There’s a splash on the front page of The Times this morning that the Labour leadership won’t be especially happy about. The story itself – that Labour has left the door open to borrowing for investment – isn’t a secret. In fact, that was made pretty clear in the speech Ed Balls gave to the Fabians on Saturday whilst announcing the pledge – as George Eaton noted at the time.
Borrowing for infrastructure spending is eminently sensible, it stimulates growth – and it’s the difference between borrowing to buy your groceries on a credit card (FYI – bad idea) and borrowing to buy a house (which considering the government funded housing boom that is “Help to Buy”, is a good idea). What’ll bother Miliband and Balls will be the spin put upon that quite reasonable state of affairs by the Tories, and gobbled up by The Times.
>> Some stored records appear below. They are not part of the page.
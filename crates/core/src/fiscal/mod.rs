//! Accounting period management.

pub mod period;

pub use period::{AccountingPeriod, PeriodStatus};
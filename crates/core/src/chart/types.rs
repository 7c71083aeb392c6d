//! Chart of accounts domain types.
//!
//! The SYSCOHADA chart organizes every ledger account under nine classes.
//! An account code is a 2 to 6 digit string whose first digit is the class.

use balafon_shared::types::AccountId;
use serde::{Deserialize, Serialize};
use std::fmt;

/// SYSCOHADA account class, the first digit of every account code.
#[derive(Debug, Clone, Copy, PartialEq, Eq, Hash, Serialize, Deserialize)]
#[serde(rename_all = "snake_case")]
pub enum AccountClass {
    /// Class 1: durable resources (equity and long-term debt).
    DurableResources,
    /// Class 2: fixed assets.
    FixedAssets,
    /// Class 3: inventories.
    Inventories,
    /// Class 4: third-party accounts (receivables and payables).
    ThirdParty,
    /// Class 5: treasury accounts.
    Treasury,
    /// Class 6: operating expenses.
    OperatingExpenses,
    /// Class 7: operating income.
    OperatingIncome,
    /// Class 8: charges and income outside ordinary activities.
    Extraordinary,
    /// Class 9: cost accounting and off balance sheet commitments.
    Analytical,
}

impl AccountClass {
    /// All nine classes in ascending digit order.
    pub const ALL: [Self; 9] = [
        Self::DurableResources,
        Self::FixedAssets,
        Self::Inventories,
        Self::ThirdParty,
        Self::Treasury,
        Self::OperatingExpenses,
        Self::OperatingIncome,
        Self::Extraordinary,
        Self::Analytical,
    ];

    /// Returns the class for a digit 1-9.
    #[must_use]
    pub fn from_digit(digit: u8) -> Option<Self> {
        match digit {
            1 => Some(Self::DurableResources),
            2 => Some(Self::FixedAssets),
            3 => Some(Self::Inventories),
            4 => Some(Self::ThirdParty),
            5 => Some(Self::Treasury),
            6 => Some(Self::OperatingExpenses),
            7 => Some(Self::OperatingIncome),
            8 => Some(Self::Extraordinary),
            9 => Some(Self::Analytical),
            _ => None,
        }
    }

    /// Returns the class digit (1-9).
    #[must_use]
    pub fn digit(self) -> u8 {
        match self {
            Self::DurableResources => 1,
            Self::FixedAssets => 2,
            Self::Inventories => 3,
            Self::ThirdParty => 4,
            Self::Treasury => 5,
            Self::OperatingExpenses => 6,
            Self::OperatingIncome => 7,
            Self::Extraordinary => 8,
            Self::Analytical => 9,
        }
    }

    /// Returns the class implied by an account code's first character.
    #[must_use]
    pub fn from_code(code: &str) -> Option<Self> {
        let first = code.chars().next()?;
        let digit = u8::try_from(first.to_digit(10)?).ok()?;
        Self::from_digit(digit)
    }
}

impl fmt::Display for AccountClass {
    fn fmt(&self, f: &mut fmt::Formatter<'_>) -> fmt::Result {
        write!(f, "{}", self.digit())
    }
}

/// Account type classification.
#[derive(Debug, Clone, Copy, PartialEq, Eq, Hash, Serialize, Deserialize)]
#[serde(rename_all = "lowercase")]
pub enum AccountType {
    /// Asset account.
    Asset,
    /// Liability account.
    Liability,
    /// Equity account.
    Equity,
    /// Income account.
    Income,
    /// Expense account.
    Expense,
}

impl AccountType {
    /// Returns the string representation of the type.
    #[must_use]
    pub fn as_str(&self) -> &'static str {
        match self {
            Self::Asset => "asset",
            Self::Liability => "liability",
            Self::Equity => "equity",
            Self::Income => "income",
            Self::Expense => "expense",
        }
    }

    /// Returns the French label used by the CSV contracts.
    #[must_use]
    pub fn french_name(&self) -> &'static str {
        match self {
            Self::Asset => "Actif",
            Self::Liability => "Passif",
            Self::Equity => "Capitaux propres",
            Self::Income => "Produit",
            Self::Expense => "Charge",
        }
    }

    /// Parses a type from a string.
    ///
    /// Accepts the English identifiers and the French labels found in
    /// imported files, case-insensitively.
    pub fn parse(s: &str) -> Option<Self> {
        match s.trim().to_lowercase().as_str() {
            "asset" | "actif" => Some(Self::Asset),
            "liability" | "passif" => Some(Self::Liability),
            "equity" | "capitaux propres" | "capitaux_propres" => Some(Self::Equity),
            "income" | "produit" | "produits" => Some(Self::Income),
            "expense" | "charge" | "charges" => Some(Self::Expense),
            _ => None,
        }
    }
}

impl fmt::Display for AccountType {
    fn fmt(&self, f: &mut fmt::Formatter<'_>) -> fmt::Result {
        write!(f, "{}", self.as_str())
    }
}

/// A single account in the chart of accounts.
#[derive(Debug, Clone, Serialize, Deserialize)]
pub struct ChartAccount {
    /// Unique identifier.
    pub id: AccountId,
    /// Account code (2 to 6 digits, first digit = class).
    pub code: String,
    /// The SYSCOHADA class this account belongs to.
    pub class: AccountClass,
    /// Account type.
    pub account_type: AccountType,
    /// Account name.
    pub name: String,
    /// Optional free-form description.
    pub description: Option<String>,
    /// Parent account, when this is a sub-account.
    pub parent_id: Option<AccountId>,
    /// Depth in the account tree (root accounts are level 1).
    pub level: u8,
    /// Whether this is an auxiliary (per-counterparty) account.
    pub is_auxiliary: bool,
    /// Whether this account is subject to external reconciliation.
    pub is_reconcilable: bool,
    /// Whether the account is active. Inactive accounts are soft-deleted.
    pub is_active: bool,
}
The last thing Ed Balls will have wanted to see this week were claims that he wants to go on a “spending spree”. He absolutely doesn’t. And to show how untrue that is, lets take a look at how brutal the targets that Balls has just signed up to are. Further down the Times piece, there’s a crucial bit of detail:
“Under projections by the Office for Budget Responsibility, a future Conservative government would seek about £37.6 billion in spending cuts over three years from 2016. Labour would have to find approximately £13 billion in cuts during the same period to adhere to its new rules.
The cuts in the next Parliament are expected to be considerably more painful than the £37.6 billion reduction in spending since 2010, since all the easy savings have already been made.”
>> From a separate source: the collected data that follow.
//! Typed IDs for type-safe entity references.
//!
//! Using typed IDs prevents accidentally passing a `JournalId` where an `AccountId` is expected.

use serde::{Deserialize, Serialize};
use uuid::Uuid;

/// Macro to generate typed ID wrappers.
macro_rules! typed_id {
    ($name:ident, $doc:expr) => {
        #[doc = $doc]
        #[derive(Debug, Clone, Copy, PartialEq, Eq, Hash, Serialize, Deserialize)]
        #[serde(transparent)]
        pub struct $name(pub Uuid);

        impl $name {
            /// Creates a new random ID using UUID v7 (time-ordered).
            #[must_use]
            pub fn new() -> Self {
                Self(Uuid::now_v7())
            }

            /// Creates an ID from an existing UUID.
            #[must_use]
            pub const fn from_uuid(uuid: Uuid) -> Self {
                Self(uuid)
            }

            /// Returns the inner UUID.
            #[must_use]
            pub const fn into_inner(self) -> Uuid {
                self.0
            }
        }

        impl Default for $name {
            fn default() -> Self {
                Self::new()
            }
        }

        impl std::fmt::Display for $name {
            fn fmt(&self, f: &mut std::fmt::Formatter<'_>) -> std::fmt::Result {
                write!(f, "{}", self.0)
            }
        }

        impl std::str::FromStr for $name {
            type Err = uuid::Error;

            fn from_str(s: &str) -> Result<Self, Self::Err> {
                Ok(Self(Uuid::parse_str(s)?))
            }
        }
    };
}

typed_id!(UserId, "Unique identifier for a user.");
typed_id!(
    AccountId,
    "Unique identifier for a chart of accounts entry."
);
typed_id!(JournalId, "Unique identifier for a journal.");
typed_id!(EntryId, "Unique identifier for a journal entry.");
typed_id!(
    EntryLineId,
    "Unique identifier for a single journal entry line."
);
typed_id!(PeriodId, "Unique identifier for an accounting period.");
typed_id!(
    ApprovalId,
    "Unique identifier for an approval workflow record."
);
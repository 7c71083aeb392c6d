//! Repository traits for persistence backends.
//!
//! Services depend on these traits rather than on a concrete store.
//! The in-memory reference implementations live in [`crate::memory`];
//! a persisted backend implements the same traits.

use std::future::Future;

use balafon_core::chart::ChartAccount;
use balafon_core::fiscal::AccountingPeriod;
use balafon_core::journal::{Journal, JournalPeriod};
use balafon_core::ledger::JournalEntry;
use balafon_core::workflow::ApprovalWorkflow;
use balafon_shared::types::{AccountId, ApprovalId, EntryId, JournalId, PeriodId};
use chrono::NaiveDate;

use crate::error::StoreError;

/// Persistence operations for chart of accounts records.
pub trait AccountRepository: Send + Sync {
    /// Insert a new account. Fails when the code is already in use.
    fn insert(
        &self,
        account: ChartAccount,
    ) -> impl Future<Output = Result<ChartAccount, StoreError>> + Send;

    /// Replace an existing account.
    fn update(
        &self,
        account: ChartAccount,
    ) -> impl Future<Output = Result<ChartAccount, StoreError>> + Send;

    /// Fetch an account by id.
    fn fetch(
        &self,
        id: AccountId,
    ) -> impl Future<Output = Result<Option<ChartAccount>, StoreError>> + Send;

    /// Fetch an account by code.
    fn fetch_by_code(
        &self,
        code: &str,
    ) -> impl Future<Output = Result<Option<ChartAccount>, StoreError>> + Send;

    /// List all accounts ordered by code.
    fn list(&self) -> impl Future<Output = Result<Vec<ChartAccount>, StoreError>> + Send;

    /// Search accounts whose code starts with or whose name contains
    /// the query, case-insensitively. Ordered by code.
    fn search(
        &self,
        query: &str,
    ) -> impl Future<Output = Result<Vec<ChartAccount>, StoreError>> + Send;
}

/// Persistence operations for journal entries.
pub trait EntryRepository: Send + Sync {
    /// Insert a new entry.
    fn insert(
        &self,
        entry: JournalEntry,
    ) -> impl Future<Output = Result<JournalEntry, StoreError>> + Send;

    /// Replace an existing entry.
    fn update(
        &self,
        entry: JournalEntry,
    ) -> impl Future<Output = Result<JournalEntry, StoreError>> + Send;

    /// Fetch an entry by id.
    fn fetch(
        &self,
        id: EntryId,
    ) -> impl Future<Output = Result<Option<JournalEntry>, StoreError>> + Send;

    /// List all entries in creation order.
    fn list(&self) -> impl Future<Output = Result<Vec<JournalEntry>, StoreError>> + Send;

    /// List the entries recorded in one journal, in creation order.
    fn list_by_journal(
        &self,
        journal_id: JournalId,
    ) -> impl Future<Output = Result<Vec<JournalEntry>, StoreError>> + Send;

    /// Count the entries with at least one line on the account.
    fn count_by_account(
        &self,
        account_id: AccountId,
    ) -> impl Future<Output = Result<usize, StoreError>> + Send;

    /// Next reference sequence number for a journal and year (1-based).
    fn next_sequence(
        &self,
        journal_id: JournalId,
        year: i32,
    ) -> impl Future<Output = Result<u32, StoreError>> + Send;
}

/// Persistence operations for journals and their period closures.
pub trait JournalRepository: Send + Sync {
    /// Insert a new journal. Fails when the code is already in use.
    fn insert(&self, journal: Journal)
    -> impl Future<Output = Result<Journal, StoreError>> + Send;

    /// Fetch a journal by id.
    fn fetch(
        &self,
        id: JournalId,
    ) -> impl Future<Output = Result<Option<Journal>, StoreError>> + Send;

    /// Fetch a journal by code.
    fn fetch_by_code(
        &self,
        code: &str,
    ) -> impl Future<Output = Result<Option<Journal>, StoreError>> + Send;

    /// List all journals ordered by code.
    fn list(&self) -> impl Future<Output = Result<Vec<Journal>, StoreError>> + Send;

    /// Fetch the closure record for a (journal, period) pair, if any.
    fn period_state(
        &self,
        journal_id: JournalId,
        period_id: PeriodId,
    ) -> impl Future<Output = Result<Option<JournalPeriod>, StoreError>> + Send;

    /// Insert or replace a (journal, period) closure record.
    fn upsert_period(
        &self,
        record: JournalPeriod,
    ) -> impl Future<Output = Result<JournalPeriod, StoreError>> + Send;
}

/// Persistence operations for per-level approval records.
pub trait WorkflowRepository: Send + Sync {
    /// Insert a new approval record.
    fn insert(
        &self,
        workflow: ApprovalWorkflow,
    ) -> impl Future<Output = Result<ApprovalWorkflow, StoreError>> + Send;

    /// Replace an existing approval record.
    fn update(
        &self,
        workflow: ApprovalWorkflow,
    ) -> impl Future<Output = Result<ApprovalWorkflow, StoreError>> + Send;

    /// Fetch an approval record by id.
    fn fetch(
        &self,
        id: ApprovalId,
    ) -> impl Future<Output = Result<Option<ApprovalWorkflow>, StoreError>> + Send;

    /// List the approval records for an entry, ordered by level.
    fn list_for_entry(
        &self,
        entry_id: EntryId,
    ) -> impl Future<Output = Result<Vec<ApprovalWorkflow>, StoreError>> + Send;

    /// Remove every approval record for an entry.
    ///
    /// Used on resubmission, so a fresh set of pending levels replaces
    /// the previous round.
    fn clear_for_entry(
        &self,
        entry_id: EntryId,
    ) -> impl Future<Output = Result<(), StoreError>> + Send;
}

/// Persistence operations for accounting periods.
pub trait PeriodRepository: Send + Sync {
    /// Insert a new period.
    fn insert(
        &self,
        period: AccountingPeriod,
    ) -> impl Future<Output = Result<AccountingPeriod, StoreError>> + Send;

    /// Replace an existing period.
    fn update(
        &self,
        period: AccountingPeriod,
    ) -> impl Future<Output = Result<AccountingPeriod, StoreError>> + Send;

    /// Fetch a period by id.
    fn fetch(
        &self,
        id: PeriodId,
    ) -> impl Future<Output = Result<Option<AccountingPeriod>, StoreError>> + Send;

    /// List all periods ordered by start date.
    fn list(&self) -> impl Future<Output = Result<Vec<AccountingPeriod>, StoreError>> + Send;

    /// Find the period containing a date, if one is defined.
    fn find_for_date(
        &self,
        date: NaiveDate,
    ) -> impl Future<Output = Result<Option<AccountingPeriod>, StoreError>> + Send;
}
So George Osborne plans on making as many cuts in the next parliament as he already has so far. Except this time, all of the “easy savings” have been made. The meat has already been carved off the carcass – the 2015 parliament will start working on what’s left of the bones. And this level of cuts is – give or take – what Ed Balls has signed up to by pledging to achieve a surplus in the next parliament. All he’s done is keep the possibility open of some borrowing to invest – like those with mortgages do every single day. All he’s done is say that – on one particular metric – he might slash a little less deep than a brutalist axe-man.
Far from a spending spree, it’s going to be another painful few years of cuts, whoever wins next time. But that’s not the impression you’d have received from reading the headline of The Times this morning…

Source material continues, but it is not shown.